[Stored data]
----------------

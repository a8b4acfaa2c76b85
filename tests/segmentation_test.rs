use std::collections::VecDeque;

use image::{ImageBuffer, Rgb, RgbImage};
use superpixel_saliency::{
    analyze_frame, default_config, enforce_connectivity, perform_slic, plan_seeds, segment, Config, Error, LabImage,
    MotionField, Segmentation, SuperpixelTarget,
};

fn config_with(target: SuperpixelTarget, threads: usize) -> Config {
    let mut cfg = default_config(false);
    cfg.target = target;
    cfg.num_threads = threads;
    cfg
}

fn textured_image(w: u32, h: u32) -> RgbImage {
    ImageBuffer::from_fn(w, h, |x, y| {
        Rgb([
            ((x * 37 + y * 11) % 256) as u8,
            ((x * x + y * 53) % 256) as u8,
            ((x * y * 7 + 19) % 256) as u8,
        ])
    })
}

/// Every label in range and used, never more labels than seeds, each label a single
/// 4-connected component above the fold size.
fn assert_well_formed(seg: &Segmentation) {
    let (w, h) = (seg.width, seg.height);
    assert_eq!(seg.labels.len(), w * h);
    assert!(seg.num_labels >= 1 && seg.num_labels <= seg.seeds.len(), "{} labels for {} seeds", seg.num_labels, seg.seeds.len());
    let mut sizes = vec![0usize; seg.num_labels];
    for &l in &seg.labels {
        assert!(l >= 0 && (l as usize) < seg.num_labels, "label {} out of range", l);
        sizes[l as usize] += 1;
    }
    assert!(sizes.iter().all(|&s| s > 0), "unused label in {:?}", sizes);
    assert_eq!(sizes.iter().sum::<usize>(), w * h);
    if seg.num_labels > 1 {
        let min_size = (w * h / (w * h / (seg.step * seg.step)).max(1)) >> 2;
        assert!(sizes.iter().all(|&s| s > min_size), "fragment at or below {} pixels in {:?}", min_size, sizes);
    }

    let mut seen = vec![false; w * h];
    let mut components = 0;
    for start in 0..w * h {
        if seen[start] {
            continue;
        }
        components += 1;
        seen[start] = true;
        let mut queue = VecDeque::from([start]);
        while let Some(i) = queue.pop_front() {
            let (x, y) = (i % w, i / w);
            let mut neighbors = Vec::new();
            if x > 0 { neighbors.push(i - 1); }
            if x + 1 < w { neighbors.push(i + 1); }
            if y > 0 { neighbors.push(i - w); }
            if y + 1 < h { neighbors.push(i + w); }
            for n in neighbors {
                if !seen[n] && seg.labels[n] == seg.labels[i] {
                    seen[n] = true;
                    queue.push_back(n);
                }
            }
        }
    }
    assert_eq!(components, seg.num_labels, "some label is split into several components");
}

#[test]
fn uniform_image_splits_into_grid_cells() {
    let img: RgbImage = ImageBuffer::from_fn(8, 8, |_x, _y| Rgb([120, 60, 200]));
    let seg = segment(&img, &config_with(SuperpixelTarget::Count(4), 1)).expect("segment");
    assert_eq!(seg.step, 4);
    assert_eq!(seg.seeds.len(), 4);
    assert_eq!(seg.num_labels, 4);
    assert_well_formed(&seg);

    let motion = MotionField::zeros(8, 8).expect("motion field");
    let analysis = analyze_frame(&img, &motion, &config_with(SuperpixelTarget::Count(4), 1)).expect("analysis");
    assert!(analysis.regions.iter().all(|r| !r.coherent));
    assert!(analysis.clusters.clusters.is_empty());
    assert!(analysis.clusters.assignments.iter().all(|&a| a == -1));
}

#[test]
fn red_blue_image_follows_the_color_boundary() {
    // 8 wide so that K = 2 gives step 4 and two seeds along x.
    let img: RgbImage = ImageBuffer::from_fn(8, 4, |x, _y| if x < 4 { Rgb([255, 0, 0]) } else { Rgb([0, 0, 255]) });
    let seg = segment(&img, &config_with(SuperpixelTarget::Count(2), 1)).expect("segment");
    assert_eq!(seg.seeds.len(), 2);
    assert_eq!(seg.num_labels, 2);
    assert_well_formed(&seg);
    let left = seg.label_at(0, 0);
    let right = seg.label_at(7, 3);
    assert_ne!(left, right);
    for y in 0..4 {
        for x in 0..8 {
            let expected = if x < 4 { left } else { right };
            assert_eq!(seg.label_at(x, y), expected, "pixel ({}, {})", x, y);
        }
    }
}

#[test]
fn red_blue_square_with_two_requested_gets_one_seed() {
    // 4x4 with K = 2: step round(sqrt(8)) = 3 leaves room for a single seed.
    let img: RgbImage = ImageBuffer::from_fn(4, 4, |x, _y| if x < 2 { Rgb([255, 0, 0]) } else { Rgb([0, 0, 255]) });
    let seg = segment(&img, &config_with(SuperpixelTarget::Count(2), 1)).expect("segment");
    assert_eq!(seg.step, 3);
    assert_eq!(seg.seeds.len(), 1);
    assert_eq!(seg.num_labels, 1);
    assert!(seg.labels.iter().all(|&l| l == 0));
}

/// Columns: B B B R R B R R R B B B, seeds at x = 2, 6, 10. The red seed owns two
/// strips split by a blue column.
fn striped_image() -> RgbImage {
    const PATTERN: [bool; 12] = [false, false, false, true, true, false, true, true, true, false, false, false];
    ImageBuffer::from_fn(12, 4, |x, _y| if PATTERN[x as usize] { Rgb([255, 0, 0]) } else { Rgb([0, 0, 255]) })
}

#[test]
fn split_seed_region_does_not_add_labels() {
    let img = striped_image();
    let mut cfg = config_with(SuperpixelTarget::Count(3), 1);
    cfg.compactness = 0.01;

    let lab = LabImage::from_rgb(&img).expect("lab conversion");
    let mut seeds = plan_seeds(&lab, 4);
    assert_eq!(seeds.len(), 3);
    let raw = perform_slic(&lab, &mut seeds, 4, cfg.compactness, 1).expect("slic");
    let raw_row: Vec<i32> = raw[..12].to_vec();
    assert_eq!(raw_row, vec![0, 0, 0, 1, 1, 0, 1, 1, 1, 2, 2, 2]);

    let seg = segment(&img, &cfg).expect("segment");
    assert_eq!(seg.num_labels, 3);
    for y in 0..4 {
        let row: Vec<i32> = (0..12).map(|x| seg.label_at(x, y)).collect();
        assert_eq!(row, vec![0, 0, 0, 1, 1, 1, 1, 1, 1, 2, 2, 2]);
    }
    assert_well_formed(&seg);
}

#[test]
fn slic_rejects_seed_ids_out_of_range() {
    let img = textured_image(8, 8);
    let lab = LabImage::from_rgb(&img).expect("lab conversion");
    let mut seeds = plan_seeds(&lab, 4);
    seeds[1].id = 9;
    assert!(matches!(perform_slic(&lab, &mut seeds, 4, 10.0, 1), Err(Error::InvalidArgument(_))));
}

#[test]
fn labels_do_not_depend_on_thread_count() {
    let img = textured_image(40, 30);
    let single = segment(&img, &config_with(SuperpixelTarget::Count(12), 1)).expect("segment");
    for threads in [2, 3, 8, 64] {
        let multi = segment(&img, &config_with(SuperpixelTarget::Count(12), threads)).expect("segment");
        assert_eq!(single.labels, multi.labels, "threads = {}", threads);
        assert_eq!(single.num_labels, multi.num_labels);
    }
}

#[test]
fn textured_image_yields_connected_labels() {
    let img = textured_image(37, 23);
    let mut cfg = config_with(SuperpixelTarget::Count(20), 2);
    cfg.perturb_seeds = true;
    let seg = segment(&img, &cfg).expect("segment");
    assert!(seg.num_labels >= 1);
    assert_well_formed(&seg);

    let seg = segment(&img, &config_with(SuperpixelTarget::Size(30), 1)).expect("segment");
    assert_well_formed(&seg);
}

#[test]
fn more_superpixels_than_pixels_still_segments() {
    let img = textured_image(3, 2);
    let seg = segment(&img, &config_with(SuperpixelTarget::Count(50), 1)).expect("segment");
    assert_eq!(seg.step, 1);
    assert_well_formed(&seg);
}

#[test]
fn invalid_configuration_is_rejected() {
    let img = textured_image(8, 8);
    let err = segment(&img, &config_with(SuperpixelTarget::Count(0), 1)).unwrap_err();
    assert!(matches!(err, Error::InvalidArgument(_)));

    let mut cfg = default_config(false);
    cfg.compactness = 0.0;
    assert!(matches!(segment(&img, &cfg), Err(Error::InvalidArgument(_))));
    cfg.compactness = f64::NAN;
    assert!(matches!(segment(&img, &cfg), Err(Error::InvalidArgument(_))));
}

#[test]
fn motion_field_must_match_the_image() {
    let img = textured_image(8, 8);
    let motion = MotionField::zeros(8, 7).expect("motion field");
    let err = analyze_frame(&img, &motion, &config_with(SuperpixelTarget::Count(4), 1)).unwrap_err();
    assert!(matches!(err, Error::DimensionMismatch { expected_width: 8, expected_height: 8, width: 8, height: 7 }));
}

#[test]
fn full_frame_analysis_is_consistent() {
    let img = textured_image(24, 16);
    let mut motion = MotionField::zeros(24, 16).expect("motion field");
    for y in 0..16 {
        for x in 0..12 {
            motion.set(x, y, [1.0, 0.5]);
        }
    }
    let analysis = analyze_frame(&img, &motion, &config_with(SuperpixelTarget::Count(6), 1)).expect("analysis");
    let seg = &analysis.segmentation;
    assert_eq!(analysis.regions.len(), seg.num_labels);
    assert_eq!(analysis.regions.iter().map(|r| r.size).sum::<usize>(), 24 * 16);
    assert_eq!(analysis.clusters.assignments.len(), analysis.regions.len());
    for (r, &a) in analysis.regions.iter().zip(&analysis.clusters.assignments) {
        assert_eq!(r.coherent, a >= 0);
        assert_eq!(r.cluster.map_or(-1, |c| c as i32), a);
    }
    assert_eq!(analysis.saliency.saliency.len(), 24 * 16);
    assert!(analysis.saliency.saliency.iter().all(|v| (0.0..=1.0).contains(v)));
}

#[test]
fn connectivity_folds_small_fragments() {
    // A 1-pixel island of label 1 inside label 0.
    let mut labels = vec![0i32; 16];
    labels[5] = 1;
    let (relabeled, n) = enforce_connectivity(&labels, 4, 4, 1).expect("connectivity");
    assert_eq!(n, 1);
    assert!(relabeled.iter().all(|&l| l == 0));

    // A second large piece of raw label 0 joins its neighbor instead of opening a label.
    let labels = vec![0, 1, 0, 0, 1, 0, 0, 1, 0];
    let (relabeled, n) = enforce_connectivity(&labels, 3, 3, 9).expect("connectivity");
    assert_eq!(n, 2);
    assert_eq!(relabeled, vec![0, 1, 1, 0, 1, 1, 0, 1, 1]);
}

#[test]
fn connectivity_never_opens_labels_for_unassigned_pixels() {
    let labels = vec![0, 0, -1, -1, 0, 0, -1, -1];
    let (relabeled, n) = enforce_connectivity(&labels, 4, 2, 8).expect("connectivity");
    assert_eq!(n, 1);
    assert!(relabeled.iter().all(|&l| l == 0));
}

#[test]
fn connectivity_reports_one_label_when_everything_folds() {
    let labels: Vec<i32> = (0..16).collect();
    let (relabeled, n) = enforce_connectivity(&labels, 4, 4, 2).expect("connectivity");
    assert_eq!(n, 1);
    assert!(relabeled.iter().all(|&l| l == 0));
}
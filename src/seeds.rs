use log::debug;

use crate::color::{LabImage, Vec3};
use crate::error::{Error, Result};

/// A cluster center. `id` is stable across iterations; position and color are not.
#[derive(Clone, Copy, Debug, PartialEq)]
pub struct Seed {
    pub id: usize,
    pub x: f64,
    pub y: f64,
    pub color: Vec3,
}

/// How many superpixels the caller wants, either directly or by region size.
#[derive(Clone, Copy, Debug, PartialEq, Eq)]
pub enum SuperpixelTarget {
    /// Desired number of superpixels.
    Count(usize),
    /// Desired pixels per superpixel.
    Size(usize),
}

#[inline]
pub(crate) fn round_half_even(v: f64) -> i64 { v.round_ties_even() as i64 }

/// Grid step S for the requested target on a `width` x `height` image. Never less than 1.
pub fn step_size(width: usize, height: usize, target: SuperpixelTarget) -> Result<usize> {
    let size = match target {
        SuperpixelTarget::Count(0) => {
            return Err(Error::InvalidArgument("superpixel count must be positive".into()))
        }
        SuperpixelTarget::Size(0) => {
            return Err(Error::InvalidArgument("superpixel size must be positive".into()))
        }
        SuperpixelTarget::Count(k) => round_half_even((width * height) as f64 / k as f64),
        SuperpixelTarget::Size(s) => s as i64,
    };
    let step = round_half_even((size.max(0) as f64).sqrt());
    Ok(step.max(1) as usize)
}

struct AxisLayout {
    strips: usize,
    offset: usize,
    err_per_strip: f64,
}

impl AxisLayout {
    fn new(extent: usize, step: usize) -> Self {
        let (extent_i, step_i) = (extent as i64, step as i64);
        let mut strips = round_half_even(extent as f64 / step as f64);
        let mut err = extent_i - step_i * strips;
        if err < 0 {
            strips -= 1;
            err = extent_i - step_i * strips;
        }
        if strips <= 0 {
            // Image narrower than one step: a single centered seed.
            return Self { strips: 1, offset: extent / 2, err_per_strip: 0.0 };
        }
        Self { strips: strips as usize, offset: step / 2, err_per_strip: err as f64 / strips as f64 }
    }

    fn position(&self, strip: usize, step: usize) -> usize {
        strip * step + self.offset + round_half_even(strip as f64 * self.err_per_strip) as usize
    }
}

/// Lays seeds out on a regular grid with spacing `step`, reading each seed's color
/// from the pixel under it.
pub fn plan_seeds(image: &LabImage, step: usize) -> Vec<Seed> {
    let step = step.max(1);
    let (w, h) = (image.width(), image.height());
    let xs = AxisLayout::new(w, step);
    let ys = AxisLayout::new(h, step);

    let mut seeds = Vec::with_capacity(xs.strips * ys.strips);
    for sy in 0..ys.strips {
        let y = ys.position(sy, step).min(h - 1);
        for sx in 0..xs.strips {
            let x = xs.position(sx, step).min(w - 1);
            seeds.push(Seed { id: seeds.len(), x: x as f64, y: y as f64, color: image.get(x, y) });
        }
    }
    debug!("planned {} seeds ({}x{} strips, step {})", seeds.len(), xs.strips, ys.strips, step);
    seeds
}

/// Moves each seed to the lowest-edge pixel among itself and its 8 neighbors.
/// `edges` must hold one value per pixel and every seed must lie inside the image.
pub fn perturb_seeds(seeds: &mut [Seed], image: &LabImage, edges: &[f64]) -> Result<()> {
    const DX8: [i64; 8] = [-1, -1, 0, 1, 1, 1, 0, -1];
    const DY8: [i64; 8] = [0, -1, -1, -1, 0, 1, 1, 1];
    if edges.len() != image.width() * image.height() {
        return Err(Error::InvalidArgument(format!(
            "edge map has {} values, expected {}x{}",
            edges.len(),
            image.width(),
            image.height()
        )));
    }
    let (w, h) = (image.width() as i64, image.height() as i64);
    if let Some(seed) = seeds.iter().find(|s| !(s.x >= 0.0 && s.x < w as f64 && s.y >= 0.0 && s.y < h as f64)) {
        return Err(Error::InvalidArgument(format!("seed {} at ({}, {}) lies outside the image", seed.id, seed.x, seed.y)));
    }

    let mut moved = 0usize;
    for seed in seeds.iter_mut() {
        let (ox, oy) = (seed.x as i64, seed.y as i64);
        let oind = (oy * w + ox) as usize;
        let mut best = oind;
        for i in 0..8 {
            let (nx, ny) = (ox + DX8[i], oy + DY8[i]);
            if nx >= 0 && nx < w && ny >= 0 && ny < h {
                let nind = (ny * w + nx) as usize;
                if edges[nind] < edges[best] {
                    best = nind;
                }
            }
        }
        if best != oind {
            let (bx, by) = (best % w as usize, best / w as usize);
            seed.x = bx as f64;
            seed.y = by as f64;
            seed.color = image.get(bx, by);
            moved += 1;
        }
    }
    debug!("perturbation moved {} of {} seeds", moved, seeds.len());
    Ok(())
}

----------------

▸ Exercise description
Your task is to quote the lines above, beginning with the first and ending with the one that holds "ImageBuffer::from_fn(w, h, |x, y|".

▸ Response to the exercise
repository a8b4acfaa2c76b85
filename tests/segmentation_test.rs
use std::collections::VecDeque;

use image::{ImageBuffer, Rgb, RgbImage};
use superpixel_saliency::{
    analyze_frame, default_config, enforce_connectivity, perform_slic, plan_seeds, segment, Config, Error, LabImage,
    MotionField, Segmentation, SuperpixelTarget,
};

fn config_with(target: SuperpixelTarget, threads: usize) -> Config {
    let mut cfg = default_config(false);
    cfg.target = target;
    cfg.num_threads = threads;
    cfg
}

fn textured_image(w: u32, h: u32) -> RgbImage {
    ImageBuffer::from_fn(w, h, |x, y| {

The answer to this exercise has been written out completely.